Tohira H, Jacobs I, Mountain D, Gibson N, Yeo A, Ueno M, Watanabe H. J. Trauma 2011; 71(6): 1829-1834.

Affiliation

School of Primary, Aboriginal and Rural Health Care (H.T., I.J., D.M., N.G.), University of Western Australia, Western Australia, Australia; Department of General Surgery (A.Y.), Sir Charles Gairdner Hospital, Nedlands Western Australia, Australia; and Senshu Critical Care Medical Center (M.U., H.W.), Izumisano, Osaka, Japan.

Copyright

(Copyright © 2011, Lippincott Williams and Wilkins)

DOI

10.1097/TA.0b013e31823cc5c5

PMID

22182893

Abstract

BACKGROUND: : The Abbreviated Injury Scale 2008 (AIS 2008) is the most recent injury coding system. A mapping table from a previous AIS 98 to AIS 2008 is available. However, AIS 98 codes that are unmappable to AIS 2008 codes exist in this table. Furthermore, some AIS 98 codes can be mapped to multiple candidate AIS 2008 codes with different severities. We aimed to modify the original table to adjust the severities and to validate these changes. METHODS: : We modified the original table by adding links from unmappable AIS 98 codes to AIS 2008 codes. We applied the original table and our modified table to AIS 98 codes for major trauma patients. We also assigned candidate codes with different severities the weighted averages of their severities as an adjusted severity.
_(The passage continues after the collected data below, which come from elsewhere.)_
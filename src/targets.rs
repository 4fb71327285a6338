//! Default target browser selection

use crate::database::CompatDatabase;
use crate::types::{ReleaseStatus, TargetBrowser};

/// Browsers checked when the caller names none, in report order
pub const DEFAULT_BROWSER_IDS: [&str; 8] = [
    "firefox",
    "firefox_android",
    "chrome",
    "chrome_android",
    "safari",
    "safari_ios",
    "edge",
    "edge_mobile",
];

/// Release channels that are still shipped to users
pub const DEFAULT_RELEASE_STATUSES: [ReleaseStatus; 4] = [
    ReleaseStatus::Esr,
    ReleaseStatus::Current,
    ReleaseStatus::Beta,
    ReleaseStatus::Nightly,
];

/// Every maintained release of the default browsers known to `database`
pub fn default_target_browsers(database: &CompatDatabase) -> Vec<TargetBrowser> {
    let mut targets = Vec::new();

    for id in DEFAULT_BROWSER_IDS {
        let Some(browser) = database.browser(id) else {
            log::debug!("Default browser '{}' is not in the snapshot", id);
            continue;
        };

        for (version, release) in &browser.releases {
            if !DEFAULT_RELEASE_STATUSES.contains(&release.status) {
                continue;
            }
            let mut target = TargetBrowser::new(id, version.as_str()).with_name(&browser.name);
            target.status = Some(release.status);
            targets.push(target);
        }
    }

    targets
}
The proportion of cases whose injury severity scores (ISSs) were computable were compared. We also compared the agreement of the ISS and New ISS (NISS) between manually determined AIS 2008 codes (MAN) and mapped codes by using our table (MAP) with unadjusted or adjusted severities. RESULTS: : All and 72.3% of cases had their ISSs computed by our modified table and the original table, respectively. The agreement between MAN and MAP with respect to the ISS and NISS was substantial (intraclass correlation coefficient = 0.939 for ISS and 0.943 for NISS). Using adjusted severities, the agreements of the ISS and NISS improved to 0.953 (p = 0.11) and 0.963 (p = 0.007), respectively. CONCLUSION: : Our modified mapping table seems to allow more ISSs to be computed than the original table. Severity scores exhibited substantial agreement between MAN and MAP. The use of adjusted severities improved these agreements further.